Shearer consistently returns to the found imagery he collects to use as the subject matter of his collage works, which incorporate images lifted from various fan magazines as well as from the web. These references often reflect not only his own personal experience of growing up in the suburbs of Vancouver, but also a collective memory of the visual and verbal landscape of suburban and teenage alienation. The subject of Shearer’s collage works have ranged from metalheads to teen heartthrobs to prefabricated toolsheds. Three collage works will be in view, including Sleep II (2015), a large-scale triptych made up of found photographs of people asleep. Expressions of torment or ecstasy can be found in the manner of their sleeping bodies and faces, resembling those represented in religious paintings from the past. The historical tradition of statuary is evoked via found images of Leif Garrett in Bad Cast (2001), while Scrap #2 (2003), is composed of 132 works on paper ranging from original drawings to found printed material.
Shearer’s Poems also reference source material however much of the text is unique, having been inspired by titles and lyrics from Black & Death Metal songs. In these works white text is rendered on a black ground, as in the facade he created for the Canadian Pavilion at the 2011 Venice Biennale, to create monumental poems that convey overtones of illuminated manuscripts. In describing his works, which juxtapose “bodily, grotesque phrases” with the “austere graphic quality of the black and white graphics,” the artist points to an effect that is both “unreal and funny.” This exhibition will feature three series of Poems (Poems V, 2005; Poems XXV, 2011; Poems XXXIV, 2013), each consisting of seven drawings in charcoal on rag paper. Though some may find the poems deeply disturbing, there is also humor beyond the visceral impact achieved through their evocation of a Gothic excess and emotional barrier that protect a tormented core.

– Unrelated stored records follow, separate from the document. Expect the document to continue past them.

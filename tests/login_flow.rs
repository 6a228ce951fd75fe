//! End-to-end tests of the login flow against the real router.
//!
//! The identity provider is replaced by a stub implementing
//! `IdentityProvider`, so every validation gate of the callback can be
//! exercised without a network. Requests are driven through
//! `tower::ServiceExt::oneshot`; cookies are threaded manually between
//! requests the way a browser would.

use std::collections::VecDeque;
use std::num::NonZeroU32;
use std::sync::atomic::{AtomicUsize, Ordering};
use std::sync::{Arc, Mutex};
use std::time::Duration;

use async_trait::async_trait;
use axum::body::Body;
use axum::Router;
use base64::engine::general_purpose::URL_SAFE_NO_PAD;
use base64::Engine;
use http::{header, Request, Response, StatusCode};
use tower::ServiceExt;

use vestibule::config::{
    AppConfig, AssetConfig, HttpServerConfig, LoggingConfig, OidcConfig, SessionConfig, UiConfig,
    SESSION_ID_BYTES,
};
use vestibule::oidc::{IdTokenClaims, IdentityProvider, ProviderError, TokenBundle};
use vestibule::random::{random_string, EntropyError};
use vestibule::routes::create_router;
use vestibule::session::{IdSource, SessionStore};
use vestibule::state::AppState;
use vestibule::templates::init_templates;

/// Stub identity provider. Remembers the nonce embedded in the last
/// authorization URL and echoes it from ID-token verification, mirroring
/// the real round-trip through the provider.
struct StubProvider {
    issued_nonce: Mutex<Option<String>>,
    exchange_calls: AtomicUsize,
    /// Return a wrong nonce claim from verification.
    corrupt_nonce: bool,
    /// Subjects returned by successive userinfo queries; "alice" when empty.
    subjects: Mutex<VecDeque<&'static str>>,
}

In contrast to the severity of the heavy charcoal Poems, the exhibition will highlight approximately 45 of Shearer’s ink, oil, crayon and pastel drawings and paintings, many of which are rendered in colorful strokes reminiscent of les Fauves and Impressionists. Shearer’s drawings and paintings express empathy for his often longhaired and androgynous subjects, in whom the works’ romantic tone betrays an awkward vulnerability and isolation. The works on display will include a series of new paintings that mark a shift in Shearer’s painting practice whereby the figures have become untethered from specific references taken from his own archive. The subjects of these paintings have evolved into figures with distinct physical attributes that inhabit densely rendered spaces that are imagined in greater depth and detail that in the illusory spaces found in earlier works.